Le spectacle commence dans la Salle Wilfrid-Pelletier, pleine à craquer, bien avant le lever du rideau, car un grand nombre de personnalités québécoises ont fait le déplacement ce soir, de Michèle Richard à Pierre Lapointe. À ma grande surprise, le public n’est pas seulement composé de têtes argentées, il y a de tous les âges et j’ai pu noter la présence de différentes communautés culturelles. L’impact de Mireille va bien au-delà de ce que l’on imagine.
* Photo par Jean-Charles Labarre.
Le concert débute avec une longue introduction musicale qui accompagne des projections vidéo vraisemblablement tirées de populaires émissions françaises produites par Maritie et Gilbert Carpentier dans les années 70 et 80. Par la même, on se rappelle qu’à ses débuts, Mireille Mathieu était un méchant pétard qui n’avait rien à envier à Sylvie Vartan ou à Françoise Hardy, avant que Mireille n’opte définitivement pour sa coupe de cheveux invraisemblable et une tenue de scène toute noire plus proche de la pleureuse sicilienne que d’une chanteuse de divertissement.

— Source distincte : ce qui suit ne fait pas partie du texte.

#[cfg(test)]
mod tests {
    use super::*;
    use crate::cone::cone_constants;
    use crate::{ChannelOrder, Matrix3, D65_WHITE_POINT};
    use half::f16;

    fn packed(width: u32, height: u32) -> ImageLayout {
        ImageLayout::packed(width, height, ChannelOrder::Rgb)
    }

    fn run(pixels: &[f32], options: &WhiteBalanceOptions) -> Vec<f32> {
        let mut out = vec![0f32; pixels.len()];
        let layout = packed((pixels.len() / 3) as u32, 1);
        white_balance(pixels, &mut out, &layout, options).unwrap();
        out
    }

    fn luminance(weights: Vector3<f64>, rgb: &[f32]) -> f64 {
        weights.dot(&Vector3::new(rgb[0] as f64, rgb[1] as f64, rgb[2] as f64))
    }

    fn relative_diff(a: &[f32], b: &[f32]) -> f32 {
        let scale = b.iter().fold(0f32, |acc, v| acc.max(v.abs())).max(1e-6);
        a.iter()
            .zip(b.iter())
            .fold(0f32, |acc, (x, y)| acc.max((x - y).abs()))
            / scale
    }

    /// Double precision pipeline with exact logarithms and gray world estimation
    fn reference(pixels: &[[f64; 3]], space: &ColorSpace, strength: f64) -> Vec<[f64; 3]> {
        let constants = cone_constants();
        let rgb_to_cone: Matrix3<f64> = constants.xyz_to_cone * space.rgb_to_xyz();
        let cone_to_rgb: Matrix3<f64> = space.xyz_to_rgb() * constants.cone_to_xyz;
        let to_opponent = |rgb: Vector3<f64>| {
            let cone = (rgb_to_cone * rgb).clamp_min(1e-14);
            constants.cone_to_opponent * cone.map(|v| v.log10())
        };
        let illuminant = pixels
            .iter()
            .fold(Vector3::zero(), |acc, p| acc + to_opponent(Vector3::from_array(*p)))
            / pixels.len() as f64;
        let shift = Vector3::new(0f64, illuminant.y, illuminant.z) * strength;
        let weights = space.luminance_weights();
        pixels
            .iter()
            .map(|p| {
                let rgb = Vector3::from_array(*p);
                let opponent = to_opponent(rgb) - shift;
                let cone = (constants.opponent_to_cone * opponent).map(|v| 10f64.powf(v));
                let out = cone_to_rgb * cone;
                let out_luminance = out.dot(&weights);
                let scale = if out_luminance != 0f64 {
                    rgb.dot(&weights) / out_luminance
                } else {
                    0f64
                };
                (out * scale).clamp_min(0f64).to_array()
            })
            .collect()
    }

    #[test]
    fn test_two_pixel_gray_world() {
        let pixels = [1f32, 1., 1., 0.5, 0.5, 0.5];
        let out = run(&pixels, &WhiteBalanceOptions::default());
        let space = ColorSpace::with_srgb_primaries(FLAT_WHITE).unwrap();
        let weights = space.luminance_weights();

        let expected = reference(&[[1., 1., 1.], [0.5, 0.5, 0.5]], &space, 0.8);
        for (i, expected) in expected.iter().enumerate() {
            let pixel = &out[i * 3..i * 3 + 3];
            let input = &pixels[i * 3..i * 3 + 3];
            assert!((luminance(weights, pixel) - luminance(weights, input)).abs() < 1e-5);
            for (a, b) in pixel.iter().zip(expected.iter()) {
                assert!((*a as f64 - b).abs() < 2e-3, "{:?} {:?}", pixel, expected);
            }
        }
    }

    #[test]
    fn test_colored_image_matches_reference() {
        let pixels = [0.9f32, 0.5, 0.2, 0.3, 0.35, 0.1, 0.05, 0.2, 0.6];
        let options = WhiteBalanceOptions::default().with_white_point(D65_WHITE_POINT);
        let out = run(&pixels, &options);
        let space = ColorSpace::srgb().unwrap();
        let weights = space.luminance_weights();

        let input = pixels
            .chunks_exact(3)
            .map(|p| [p[0] as f64, p[1] as f64, p[2] as f64])
            .collect::<Vec<[f64; 3]>>();
        let expected = reference(&input, &space, 0.8);
        for (i, expected) in expected.iter().enumerate() {
            let pixel = &out[i * 3..i * 3 + 3];
            let luma = luminance(weights, &pixels[i * 3..i * 3 + 3]);
            assert!((luminance(weights, pixel) - luma).abs() < 1e-4 * luma);
            for (a, b) in pixel.iter().zip(expected.iter()) {
                assert!((*a as f64 - b).abs() < 2e-3, "{:?} {:?}", pixel, expected);
            }
        }
        // the mean is bluish, so the correction warms the image
        assert!(out[0] > pixels[0] || out[8] < pixels[8]);
    }

    #[test]
    fn test_zero_strength_is_identity() {
        let pixels = [0.9f32, 0.5, 0.2, 0.3, 0.35, 0.1, 0.05, 0.2, 0.6, 4., 2., 1.];
        let options = WhiteBalanceOptions::default().with_strength(0.);
        let out = run(&pixels, &options);
        for (a, b) in out.chunks_exact(3).zip(pixels.chunks_exact(3)) {
            assert!(relative_diff(a, b) < 5e-3, "{:?} {:?}", a, b);
        }
    }

    #[test]
    fn test_sentinel_matches_default_strength() {
        let pixels = [0.9f32, 0.5, 0.2, 0.3, 0.35, 0.1, 0.05, 0.2, 0.6];
        let sentinel = run(&pixels, &WhiteBalanceOptions::default().with_strength(STRENGTH_SENTINEL));
        let explicit = run(&pixels, &WhiteBalanceOptions::default().with_strength(0.8));
        assert!(relative_diff(&sentinel, &explicit) < 1e-6);
        assert_eq!(
            WhiteBalancer::new(&WhiteBalanceOptions::default().with_strength(-1.))
                .unwrap()
                .strength(),
            DEFAULT_STRENGTH
        );
    }

    #[test]
    fn test_black_maps_to_black() {
        let pixels = [0f32, 0., 0., 0.8, 0.2, 0.1];
        for options in [
            WhiteBalanceOptions::default(),
            WhiteBalanceOptions::default().with_strength(1.),
            WhiteBalanceOptions::default().with_illuminant([1., 0.2, 0.1]),
        ] {
            let out = run(&pixels, &options);
            assert_eq!(&out[..3], &[0f32, 0., 0.]);
        }
    }

    #[test]
    fn test_nan_pixels_pass_through() {
        let nan = f32::from_bits(0x7FC0_1234);
        let pixels = [0.4f32, nan, 0.1, 0.9, 0.5, 0.2, -0., f32::NAN, f32::INFINITY];
        let out = run(&pixels, &WhiteBalanceOptions::default().with_strength(1.));
        for i in [0usize, 1, 2, 6, 7, 8] {
            assert_eq!(out[i].to_bits(), pixels[i].to_bits());
        }

        let clean = [0.9f32, 0.5, 0.2];
        let alone = run(&clean, &WhiteBalanceOptions::default().with_strength(1.));
        assert!(relative_diff(&out[3..6], &alone) < 1e-6);
    }

    #[test]
    fn test_constant_image_becomes_neutral() {
        let pixels = [0.6f32, 0.4, 0.2].repeat(16);
        let balancer = WhiteBalancer::new(&WhiteBalanceOptions::default().with_strength(1.)).unwrap();
        let layout = packed(4, 4);
        let illuminant = balancer.estimate_illuminant(&pixels, &layout).unwrap();
        let transform = OpponentTransform::from_color_space(balancer.color_space());
        assert!(illuminant.max_abs_diff(&transform.from_rgb(Vector3::new(0.6, 0.4, 0.2))) < 1e-5);

        let mut out = vec![0f32; pixels.len()];
        balancer.balance(&pixels, &mut out, &layout).unwrap();
        let corrected = transform.from_rgb(Vector3::new(out[0], out[1], out[2]));
        assert!(corrected.y.abs() < 2e-3 && corrected.z.abs() < 2e-3);
    }

    #[test]
    fn test_in_place_matches_copy() {
        let pixels = [0.9f32, 0.5, 0.2, 0.3, 0.35, 0.1, f32::NAN, 0.2, 0.6];
        let options = WhiteBalanceOptions::default().with_illuminant([1., 0.9, 0.6]);
        let copied = run(&pixels, &options);
        let mut in_place = pixels;
        white_balance_in_place(&mut in_place, &packed(3, 1), &options).unwrap();
        assert!(relative_diff(&in_place[..6], &copied[..6]) < 1e-6);
        assert!(in_place[6].is_nan());
    }

    #[test]
    fn test_strided_bgr_keeps_padding() {
        let rgb = [0.9f32, 0.5, 0.2, 0.3, 0.35, 0.1];
        let expected = run(&rgb, &WhiteBalanceOptions::default());

        let bgra = [0.2f32, 0.5, 0.9, 7., 0.1, 0.35, 0.3, 8.];
        let layout = ImageLayout::new(2, 1, ChannelOrder::Bgr, 16);
        let mut out = [-1f32; 8];
        WhiteBalancer::new(&WhiteBalanceOptions::default())
            .unwrap()
            .balance(&bgra, &mut out, &layout)
            .unwrap();
        assert_eq!(out[3], -1.);
        assert_eq!(out[7], -1.);
        let as_rgb = [out[2], out[1], out[0], out[6], out[5], out[4]];
        assert!(relative_diff(&as_rgb, &expected) < 1e-6);
    }

    #[test]
    fn test_half_pixels() {
        let values = [0.9f32, 0.5, 0.2, 0.3, 0.35, 0.1];
        let mut pixels = values.iter().map(|&v| f16::from_f32(v)).collect::<Vec<f16>>();
        let as_f32 = pixels.iter().map(|v| v.to_f32()).collect::<Vec<f32>>();
        let expected = run(&as_f32, &WhiteBalanceOptions::default());
        white_balance_in_place(&mut pixels, &packed(2, 1), &WhiteBalanceOptions::default()).unwrap();
        for (a, b) in pixels.iter().zip(expected.iter()) {
            assert!((a.to_f32() - b).abs() < 2e-3);
        }
    }

    #[test]
    fn test_bright_half_pixels_stay_finite() {
        // a blue cast removed from a white pixel pushes red far above 65504
        let mut pixels = [f16::from_f32(50000.); 3];
        let options = WhiteBalanceOptions::default()
            .with_illuminant([0.1, 0.1, 1.])
            .with_strength(1.);
        white_balance_in_place(&mut pixels, &packed(1, 1), &options).unwrap();
        assert_eq!(pixels[0], f16::MAX);
        assert!(pixels.iter().all(|v| v.is_finite()));
        assert!(pixels[2].to_f32() < 10000.);
    }

    #[test]
    fn test_invalid_parameters() {
        let nan_cases = [
            (
                WhiteBalanceOptions::default().with_strength(f32::NAN),
                "NaN in strength",
            ),
            (
                WhiteBalanceOptions::default().with_illuminant([1., f32::NAN, 1.]),
                "NaN in illuminant",
            ),
            (
                WhiteBalanceOptions::default().with_white_point([f32::NAN, 0.3]),
                "NaN in whitepoint",
            ),
            (
                WhiteBalanceOptions::default().with_primaries([0.64, 0.33, 0.3, 0.6, 0.15, f32::NAN]),
                "NaN in primaries",
            ),
        ];
        for (options, message) in nan_cases {
            assert_eq!(
                WhiteBalancer::new(&options),
                Err(WhiteBalanceError::InvalidParameter(message))
            );
        }
        assert_eq!(
            WhiteBalancer::new(&WhiteBalanceOptions::default().with_white_point([0.3, 0.])),
            Err(WhiteBalanceError::InvalidWhitePoint)
        );
        assert_eq!(
            WhiteBalancer::new(
                &WhiteBalanceOptions::default().with_primaries([0.2, 0.2, 0.3, 0.3, 0.4, 0.4])
            ),
            Err(WhiteBalanceError::InvalidChromaticities)
        );
    }

    #[test]
    fn test_invalid_image_writes_nothing() {
        let pixels = [0.5f32; 6];
        let mut out = [-1f32; 6];
        let balancer = WhiteBalancer::new(&WhiteBalanceOptions::default()).unwrap();
        assert_eq!(
            balancer.balance(&pixels, &mut out, &ImageLayout::new(2, 1, ChannelOrder::Rgb, 4)),
            Err(WhiteBalanceError::InvalidImage("pixel stride too small"))
        );
        assert_eq!(
            balancer.balance(&pixels, &mut out[..5], &packed(2, 1)),
            Err(WhiteBalanceError::InvalidImage("pixel buffer too short"))
        );
        assert_eq!(out, [-1f32; 6]);
    }
}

Le grand rideau rouge s’ouvre enfin pour laisser place à la chanteuse de 77 ans, qui s’amène tranquillement sur le devant de la scène dans une robe noire couverte de brillant d’inspiration Paco Rabanne. Avec une démarche mesurée, elle entonne son premier titre de la soirée, Quand la nuit vient sur la ville. Surprise, la voix est toute là, tout en présence et en force. La diction est très marquée et les « R » roulent avec force et vigueur, comme un curé dans une émission des Soirées canadiennes.

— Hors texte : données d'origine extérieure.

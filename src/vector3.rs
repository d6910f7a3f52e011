/*
 * // Copyright 2024 (c) the Radzivon Bartoshyk. All rights reserved.
 * //
 * // Use of this source code is governed by a BSD-style
 * // license that can be found in the LICENSE file.
 */
use crate::utils::mlaf;
use num_traits::{AsPrimitive, Float};
use std::ops::{Add, AddAssign, Div, DivAssign, Index, Mul, MulAssign, Neg, Sub, SubAssign};

/// Immutable 3 component vector used for colors in every space of the pipeline
#[repr(C)]
#[derive(Debug, Copy, Clone, Default, PartialEq)]
pub struct Vector3<T> {
    pub x: T,
    pub y: T,
    pub z: T,
}

impl<T> Vector3<T> {
    #[inline]
    pub const fn new(x: T, y: T, z: T) -> Vector3<T> {
        Vector3 { x, y, z }
    }
}

impl<T: Copy> Vector3<T> {
    #[inline]
    pub const fn dup(v: T) -> Vector3<T> {
        Vector3 { x: v, y: v, z: v }
    }

    #[inline]
    pub const fn from_array(v: [T; 3]) -> Vector3<T> {
        Vector3 {
            x: v[0],
            y: v[1],
            z: v[2],
        }
    }

    #[inline]
    pub const fn to_array(&self) -> [T; 3] {
        [self.x, self.y, self.z]
    }

    /// Applies `f` to every component
    #[inline]
    pub fn map<U, F: Fn(T) -> U>(&self, f: F) -> Vector3<U> {
        Vector3::new(f(self.x), f(self.y), f(self.z))
    }

    /// Converts every component with `as` semantics
    #[inline]
    pub fn as_<U: Copy + 'static>(&self) -> Vector3<U>
    where
        T: AsPrimitive<U>,
    {
        Vector3::new(self.x.as_(), self.y.as_(), self.z.as_())
    }
}

impl<T: Float> Vector3<T> {
    #[inline]
    pub fn zero() -> Vector3<T> {
        Vector3::dup(T::zero())
    }

    #[inline]
    pub fn ones() -> Vector3<T> {
        Vector3::dup(T::one())
    }

    #[inline]
    pub fn dot(&self, other: &Vector3<T>) -> T {
        mlaf(self.x, other.x, mlaf(self.y, other.y, self.z * other.z))
    }

    #[inline]
    pub fn sum(&self) -> T {
        self.x + self.y + self.z
    }

    /// Mean of the three components
    #[inline]
    pub fn average(&self) -> T {
        self.sum() / (T::one() + T::one() + T::one())
    }

    /// Component-wise product
    #[inline]
    pub fn mul_components(&self, other: &Vector3<T>) -> Vector3<T> {
        Vector3::new(self.x * other.x, self.y * other.y, self.z * other.z)
    }

    #[inline]
    pub fn clamp_min(&self, min: T) -> Vector3<T> {
        self.map(|v| if v >= min { v } else { min })
    }

    #[inline]
    pub fn clamp_max(&self, max: T) -> Vector3<T> {
        self.map(|v| if v <= max { v } else { max })
    }

    #[inline]
    pub fn has_nan(&self) -> bool {
        self.x.is_nan() || self.y.is_nan() || self.z.is_nan()
    }

    /// Largest absolute component difference
    #[inline]
    pub fn max_abs_diff(&self, other: &Vector3<T>) -> T {
        (self.x - other.x)
            .abs()
            .max((self.y - other.y).abs())
            .max((self.z - other.z).abs())
    }
}

impl<T> Index<usize> for Vector3<T> {
    type Output = T;

    #[inline]
    fn index(&self, index: usize) -> &Self::Output {
        match index {
            0 => &self.x,
            1 => &self.y,
            2 => &self.z,
            _ => {
                panic!("Index out of bounds for Vector3: {}", index)
            }
        }
    }
}

impl<T: Float> Add<Vector3<T>> for Vector3<T> {
    type Output = Vector3<T>;

    #[inline]
    fn add(self, rhs: Vector3<T>) -> Self::Output {
        Vector3::new(self.x + rhs.x, self.y + rhs.y, self.z + rhs.z)
    }
}

impl<T: Float> Sub<Vector3<T>> for Vector3<T> {
    type Output = Vector3<T>;

    #[inline]
    fn sub(self, rhs: Vector3<T>) -> Self::Output {
        Vector3::new(self.x - rhs.x, self.y - rhs.y, self.z - rhs.z)
    }
}

impl<T: Float> Mul<T> for Vector3<T> {
    type Output = Vector3<T>;

    #[inline]
    fn mul(self, rhs: T) -> Self::Output {
        Vector3::new(self.x * rhs, self.y * rhs, self.z * rhs)
    }
}

impl<T: Float> Div<T> for Vector3<T> {
    type Output = Vector3<T>;

    #[inline]
    fn div(self, rhs: T) -> Self::Output {
        Vector3::new(self.x / rhs, self.y / rhs, self.z / rhs)
    }
}

impl<T: Float> Neg for Vector3<T> {
    type Output = Vector3<T>;

    #[inline]
    fn neg(self) -> Self::Output {
        Vector3::new(-self.x, -self.y, -self.z)
    }
}

impl<T: Float> AddAssign<Vector3<T>> for Vector3<T> {
    #[inline]
    fn add_assign(&mut self, rhs: Vector3<T>) {
        *self = *self + rhs;
    }
}

impl<T: Float> SubAssign<Vector3<T>> for Vector3<T> {
    #[inline]
    fn sub_assign(&mut self, rhs: Vector3<T>) {
        *self = *self - rhs;
    }
}

impl<T: Float> MulAssign<T> for Vector3<T> {
    #[inline]
    fn mul_assign(&mut self, rhs: T) {
        *self = *self * rhs;
    }
}

impl<T: Float> DivAssign<T> for Vector3<T> {
    #[inline]
    fn div_assign(&mut self, rhs: T) {
        *self = *self / rhs;
    }
}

* Photo par Jean-Charles Labarre.
La scène est bien remplie : la chanteuse a une grande partie de la scène centrale qui lui est réservée, tandis que quatorze musiciens l’entourent, avec notamment un joueur de saxophone et de flûte traversière, un accordéoniste plutôt discret, trois choristes et un quatuor de cordes.
Sans étonnement, nous sommes très loin des grandes productions à la Madonna, il n’y a aucun danseur qui s’est frotté lascivement à la chanteuse tandis qu’un autre lui lèche les genoux. Et bien sûr, il n’y aucun lyp sinc, ni aucune présence de télésouffleur. Mireille est de la vieille école, avec un micro à fil et des retours de scène tout autour d’elle. À part d’excellents jeux de lumière, dynamiques et colorés, il n’y a aucun artifice ce soir.

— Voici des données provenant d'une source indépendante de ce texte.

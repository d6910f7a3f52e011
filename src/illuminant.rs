/*
 * // Copyright 2024 (c) the Radzivon Bartoshyk. All rights reserved.
 * //
 * // Use of this source code is governed by a BSD-style
 * // license that can be found in the LICENSE file.
 */
use crate::image::ResolvedLayout;
use crate::pixel_mapper::precondition_pixel;
use crate::{Matrix3, OpponentTransform, PixelChannel, Vector3};
#[cfg(feature = "rayon")]
use rayon::iter::{IndexedParallelIterator, ParallelIterator};
#[cfg(feature = "rayon")]
use rayon::prelude::ParallelSlice;
use tracing::{debug, warn};

/// Where the scene illuminant comes from
#[derive(Debug, Copy, Clone, PartialEq, Default)]
#[cfg_attr(feature = "serde", derive(serde::Serialize, serde::Deserialize))]
pub enum IlluminantSource {
    /// Mean of the image in opponent space
    #[default]
    GrayWorld,
    /// Linear RGB color of the light, its magnitude is matched to the image
    Supplied([f32; 3]),
}

/// Derives the scene illuminant, in opponent space, for one image
#[derive(Debug, Copy, Clone, PartialEq)]
pub struct IlluminantEstimator {
    transform: OpponentTransform,
}

impl IlluminantEstimator {
    pub fn new(rgb_to_xyz: &Matrix3<f64>, xyz_to_rgb: &Matrix3<f64>) -> IlluminantEstimator {
        IlluminantEstimator {
            transform: OpponentTransform::new(rgb_to_xyz, xyz_to_rgb),
        }
    }

    pub fn from_transform(transform: OpponentTransform) -> IlluminantEstimator {
        IlluminantEstimator { transform }
    }

    /// Illuminant for `source` over the pixels described by `layout`
    pub fn estimate<T: PixelChannel>(
        &self,
        source: &IlluminantSource,
        pixels: &[T],
        layout: &ResolvedLayout,
    ) -> Vector3<f32> {
        match source {
            IlluminantSource::GrayWorld => self.gray_world(pixels, layout),
            IlluminantSource::Supplied(color) => self.supplied(*color, pixels, layout),
        }
    }

    /// Scales `color` so its channel average equals the mean channel average of the
    /// image, then encodes it in opponent space
    pub fn supplied<T: PixelChannel>(
        &self,
        color: [f32; 3],
        pixels: &[T],
        layout: &ResolvedLayout,
    ) -> Vector3<f32> {
        let (sum, count) = sum_pixels(pixels, layout, |rgb| {
            Vector3::new(precondition_pixel(rgb).average() as f64, 0f64, 0f64)
        });
        if count == 0 {
            warn!(pixels = layout.pixels, "image has no usable pixels");
        }
        let mean = (sum.x / count.max(1) as f64) as f32;

        let color = Vector3::from_array(color).clamp_min(0f32);
        let magnitude = color.average();
        let normalized = color * (mean / if magnitude > 0f32 { magnitude } else { 1f32 });
        let illuminant = self.transform.from_rgb(normalized);

        debug!(
            mean,
            r = normalized.x,
            g = normalized.y,
            b = normalized.z,
            l = illuminant.x,
            alpha = illuminant.y,
            beta = illuminant.z,
            "supplied illuminant"
        );
        illuminant
    }

    /// Gray world estimate, the mean opponent color over every non NaN pixel.
    /// Zero when there is no such pixel.
    pub fn gray_world<T: PixelChannel>(&self, pixels: &[T], layout: &ResolvedLayout) -> Vector3<f32> {
        let transform = &self.transform;
        let (sum, count) = sum_pixels(pixels, layout, |rgb| {
            transform.from_rgb(precondition_pixel(rgb)).as_::<f64>()
        });
        if count == 0 {
            warn!(pixels = layout.pixels, "image has no usable pixels");
            return Vector3::zero();
        }
        let illuminant = (sum / count as f64).as_::<f32>();

        debug!(
            count,
            l = illuminant.x,
            alpha = illuminant.y,
            beta = illuminant.z,
            "gray world illuminant"
        );
        illuminant
    }
}

/// Sums `f` over every pixel without a NaN channel, returns the sum and the count
fn sum_pixels<T, F>(pixels: &[T], layout: &ResolvedLayout, f: F) -> (Vector3<f64>, usize)
where
    T: PixelChannel,
    F: Fn(Vector3<f32>) -> Vector3<f64> + Sync + Send,
{
    if layout.pixels == 0 {
        return (Vector3::zero(), 0);
    }
    let order = layout.channel_order;
    let accumulate = |pixel: &[T]| {
        let rgb = order.read(pixel);
        if rgb.has_nan() {
            (Vector3::zero(), 0usize)
        } else {
            (f(rgb), 1usize)
        }
    };

    let totals;
    #[cfg(feature = "rayon")]
    {
        totals = pixels
            .par_chunks(layout.stride)
            .take(layout.pixels)
            .map(accumulate)
            .reduce(
                || (Vector3::zero(), 0usize),
                |a, b| (a.0 + b.0, a.1 + b.1),
            );
    }
    #[cfg(not(feature = "rayon"))]
    {
        totals = pixels
            .chunks(layout.stride)
            .take(layout.pixels)
            .map(accumulate)
            .fold((Vector3::zero(), 0usize), |a, b| (a.0 + b.0, a.1 + b.1));
    }
    totals
}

Avec un spectacle en deux parties entrecoupé par un entracte, ce n’est pas loin de 30 chansons que nous livre Mireille Mathieu en un peu moins de deux heures. Comment est-ce possible? Ses titres sont tous très formatés pour la radio, autour des 3 minutes avec des titres très directs, qui proposent quelques alternances de couplet/refrain, le tout sans fioritures musicales. Le principal thème de ses titres est l’amour triste, souvent décevant, désabusé ou impossible. Il n’y a pas d’amour heureux chez Mireille, pour paraphraser Aragon.
Et pourtant, le public présent ne manque pas d’amour pour la chanteuse, avec de multiples ovations, que ce soit après l’entrée en scène de la chanteuse ou tout au long de titres plus célèbres que d’autres. Il y a aussi eu de multiples bouquets offerts à l’artiste par des fans émus.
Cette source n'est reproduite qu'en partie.